_DATA FOR REVIEW_

::::

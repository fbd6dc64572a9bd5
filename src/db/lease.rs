//! Connection leases and the idle-transaction watchdog.
//!
//! A [`Lease`] is one physical connection checked out from a [`Pool`]. Only
//! the lease transitions its own [`LeaseState`]:
//!
//! ```text
//! Leased --begin--> InTransaction --finish--> Idle
//!   |                                          ^
//!   +----------------release-------------------+
//! ```
//!
//! `Idle` is terminal: the connection has gone back to the physical pool and
//! the pool's lease counter has been decremented exactly once.

use crate::db::connection::Connection;
use crate::db::registry::Pool;
use crate::error::{DbError, DbResult};
use crate::models::{QueryOutput, QueryParam, QuerySnapshot, Row};
use std::sync::Arc;
use std::sync::atomic::{AtomicUsize, Ordering};
use std::time::Duration;
use tokio::task::JoinHandle;
use tracing::{debug, warn};

/// Lifecycle of a lease.
#[derive(Debug)]
pub enum LeaseState {
    /// Returned to the pool.
    Idle,
    /// Checked out, no transaction open.
    Leased,
    /// Inside BEGIN ... COMMIT/ROLLBACK. The watchdog is absent for
    /// transactions that are expected to sit idle (cursor streams).
    InTransaction { watchdog: Option<IdleWatchdog> },
}

/// Timer that reports a transaction left idle for too long.
///
/// It only logs; the transaction is never aborted. Dropping the watchdog
/// cancels it.
pub struct IdleWatchdog {
    handle: JoinHandle<()>,
}

impl IdleWatchdog {
    fn arm(
        timeout: Duration,
        lease_id: String,
        pool: Arc<Pool>,
        last_query: Option<QuerySnapshot>,
        warnings: Arc<AtomicUsize>,
    ) -> Self {
        let handle = tokio::spawn(async move {
            tokio::time::sleep(timeout).await;
            warnings.fetch_add(1, Ordering::Relaxed);
            pool.record_idle_transaction();
            match last_query {
                Some(snapshot) => warn!(
                    lease = %lease_id,
                    pool = %pool.identity(),
                    idle_secs = timeout.as_secs(),
                    last_query = %snapshot.sql,
                    params = ?snapshot.params,
                    issued_at = %snapshot.issued_at,
                    "Transaction idle - was it committed or rolled back?"
                ),
                None => warn!(
                    lease = %lease_id,
                    pool = %pool.identity(),
                    idle_secs = timeout.as_secs(),
                    "Transaction idle - was it committed or rolled back?"
                ),
            }
        });
        Self { handle }
    }
}

impl Drop for IdleWatchdog {
    fn drop(&mut self) {
        self.handle.abort();
    }
}

impl std::fmt::Debug for IdleWatchdog {
    fn fmt(&self, f: &mut std::fmt::Formatter<'_>) -> std::fmt::Result {
        f.debug_struct("IdleWatchdog")
            .field("finished", &self.handle.is_finished())
            .finish()
    }
}

/// One checked-out physical connection.
pub struct Lease {
    id: String,
    pool: Arc<Pool>,
    conn: Option<Box<dyn Connection>>,
    state: LeaseState,
    last_query: Option<QuerySnapshot>,
    idle_warnings: Arc<AtomicUsize>,
}

impl Lease {
    pub(crate) fn new(pool: Arc<Pool>, conn: Box<dyn Connection>) -> Self {
        Self {
            id: generate_lease_id(),
            pool,
            conn: Some(conn),
            state: LeaseState::Leased,
            last_query: None,
            idle_warnings: Arc::new(AtomicUsize::new(0)),
        }
    }

    pub fn id(&self) -> &str {
        &self.id
    }

    pub fn pool(&self) -> &Arc<Pool> {
        &self.pool
    }

    pub fn state(&self) -> &LeaseState {
        &self.state
    }

    pub fn in_transaction(&self) -> bool {
        matches!(self.state, LeaseState::InTransaction { .. })
    }

    pub fn is_released(&self) -> bool {
        matches!(self.state, LeaseState::Idle)
    }

    /// Most recent statement issued on this lease.
    pub fn last_query(&self) -> Option<&QuerySnapshot> {
        self.last_query.as_ref()
    }

    /// How many times the idle watchdog fired on this lease.
    pub fn idle_warning_count(&self) -> usize {
        self.idle_warnings.load(Ordering::Relaxed)
    }

    /// Execute a statement on the leased connection.
    ///
    /// In a watched transaction every statement cancels the idle watchdog and
    /// arms a fresh one quoting this statement.
    pub async fn execute(&mut self, sql: &str, params: &[QueryParam]) -> DbResult<QueryOutput> {
        self.record_statement(sql, params);
        let conn = self.connection()?;
        debug!(sql = %sql, params = params.len(), "Executing statement");
        conn.execute(sql, params).await
    }

    pub(crate) async fn declare_cursor(
        &mut self,
        name: &str,
        sql: &str,
        params: &[QueryParam],
    ) -> DbResult<()> {
        self.record_statement(sql, params);
        let conn = self.connection()?;
        debug!(cursor = %name, sql = %sql, "Declaring cursor");
        conn.open_cursor(name, sql, params).await
    }

    pub(crate) async fn fetch_cursor(&mut self, name: &str, count: u32) -> DbResult<Vec<Row>> {
        self.record_statement(&format!("FETCH FORWARD {count} FROM {name}"), &[]);
        let conn = self.connection()?;
        conn.fetch(name, count).await
    }

    /// Issue BEGIN and arm the idle watchdog.
    pub(crate) async fn begin(&mut self) -> DbResult<()> {
        self.start_transaction(true).await
    }

    /// Issue BEGIN without a watchdog.
    pub(crate) async fn begin_unwatched(&mut self) -> DbResult<()> {
        self.start_transaction(false).await
    }

    async fn start_transaction(&mut self, watched: bool) -> DbResult<()> {
        if !matches!(self.state, LeaseState::Leased) {
            return Err(DbError::transaction(format!(
                "Cannot BEGIN on lease {} in state {:?}",
                self.id, self.state
            )));
        }
        self.execute("BEGIN", &[]).await?;
        let watchdog = watched.then(|| self.arm_watchdog());
        self.state = LeaseState::InTransaction { watchdog };
        Ok(())
    }

    /// End the transaction with `statement` (COMMIT or ROLLBACK) and release.
    ///
    /// The lease is released even when the statement fails. Once released,
    /// further calls are no-ops.
    pub(crate) async fn finish(&mut self, statement: &str) -> DbResult<()> {
        if !self.in_transaction() {
            self.release();
            return Ok(());
        }

        // Leaving InTransaction drops (and cancels) the watchdog.
        self.state = LeaseState::Leased;
        let result = self.execute(statement, &[]).await.map(|_| ());
        self.release();
        result
    }

    /// Return the connection to the pool. Idempotent.
    pub(crate) fn release(&mut self) {
        if self.is_released() {
            return;
        }
        self.state = LeaseState::Idle;
        drop(self.conn.take());
        self.pool.release_lease();
        debug!(
            lease = %self.id,
            pool = %self.pool.identity(),
            active = self.pool.active_leases(),
            "Connection returned to pool"
        );
    }

    fn connection(&mut self) -> DbResult<&mut Box<dyn Connection>> {
        let id = &self.id;
        self.conn.as_mut().ok_or_else(|| {
            DbError::transaction(format!("Lease {id} was already returned to the pool"))
        })
    }

    fn record_statement(&mut self, sql: &str, params: &[QueryParam]) {
        self.last_query = Some(QuerySnapshot::new(sql, params));
        if matches!(self.state, LeaseState::InTransaction { watchdog: Some(_) }) {
            // Assigning drops the previous watchdog, which aborts it.
            let watchdog = Some(self.arm_watchdog());
            self.state = LeaseState::InTransaction { watchdog };
        }
    }

    fn arm_watchdog(&self) -> IdleWatchdog {
        IdleWatchdog::arm(
            self.pool.options().idle_transaction_timeout_or_default(),
            self.id.clone(),
            Arc::clone(&self.pool),
            self.last_query.clone(),
            Arc::clone(&self.idle_warnings),
        )
    }
}

impl Drop for Lease {
    fn drop(&mut self) {
        if self.is_released() {
            return;
        }
        if !self.in_transaction() {
            self.release();
            return;
        }

        warn!(
            lease = %self.id,
            pool = %self.pool.identity(),
            "Lease dropped inside a transaction - rolling back; commit or roll back explicitly"
        );

        self.state = LeaseState::Idle;
        let conn = self.conn.take();
        let pool = Arc::clone(&self.pool);
        let lease_id = self.id.clone();

        match (conn, tokio::runtime::Handle::try_current()) {
            (Some(mut conn), Ok(handle)) => {
                handle.spawn(async move {
                    if let Err(e) = conn.execute("ROLLBACK", &[]).await {
                        warn!(lease = %lease_id, error = %e, "Rollback of dropped lease failed");
                    }
                    drop(conn);
                    pool.release_lease();
                });
            }
            (conn, _) => {
                // No runtime to roll back on: the driver discards the session.
                drop(conn);
                pool.release_lease();
            }
        }
    }
}

impl std::fmt::Debug for Lease {
    fn fmt(&self, f: &mut std::fmt::Formatter<'_>) -> std::fmt::Result {
        f.debug_struct("Lease")
            .field("id", &self.id)
            .field("pool", self.pool.identity())
            .field("state", &self.state)
            .field("last_query", &self.last_query)
            .finish_non_exhaustive()
    }
}

/// Generate a unique lease ID.
fn generate_lease_id() -> String {
    format!("lease_{}", uuid::Uuid::new_v4().simple())
}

::::

_TASK STATEMENT_
Read through the entries and copy each line in which "QueryOutput" appears.

_RESULT OF THIS EXERCISE_
use crate::models::{QueryOutput, QueryParam, QuerySnapshot, Row};
    pub async fn execute(&mut self, sql: &str, params: &[QueryParam]) -> DbResult<QueryOutput> {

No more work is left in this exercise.